- _Your goal_
An acceptable response holds only the line containing "pub mod dashboard;" and every line after it to the end of the records, each reproduced exactly.
====== Entries shown ======
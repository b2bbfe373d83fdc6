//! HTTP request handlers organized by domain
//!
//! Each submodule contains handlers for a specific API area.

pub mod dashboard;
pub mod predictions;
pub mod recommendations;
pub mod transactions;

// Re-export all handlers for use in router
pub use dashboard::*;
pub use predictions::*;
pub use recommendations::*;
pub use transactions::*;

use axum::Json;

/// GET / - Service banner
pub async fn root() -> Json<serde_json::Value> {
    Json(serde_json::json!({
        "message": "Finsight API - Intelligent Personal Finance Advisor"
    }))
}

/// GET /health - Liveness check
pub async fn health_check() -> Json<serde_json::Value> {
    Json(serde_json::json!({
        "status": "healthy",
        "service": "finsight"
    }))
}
======
- _Solution_
pub mod dashboard;
pub mod predictions;
pub mod recommendations;
pub mod transactions;

// Re-export all handlers for use in router
pub use dashboard::*;
pub use predictions::*;
pub use recommendations::*;
pub use transactions::*;

use axum::Json;

/// GET / - Service banner
pub async fn root() -> Json<serde_json::Value> {
    Json(serde_json::json!({
        "message": "Finsight API - Intelligent Personal Finance Advisor"
    }))
}

/// GET /health - Liveness check
pub async fn health_check() -> Json<serde_json::Value> {
    Json(serde_json::json!({
        "status": "healthy",
        "service": "finsight"
    }))
}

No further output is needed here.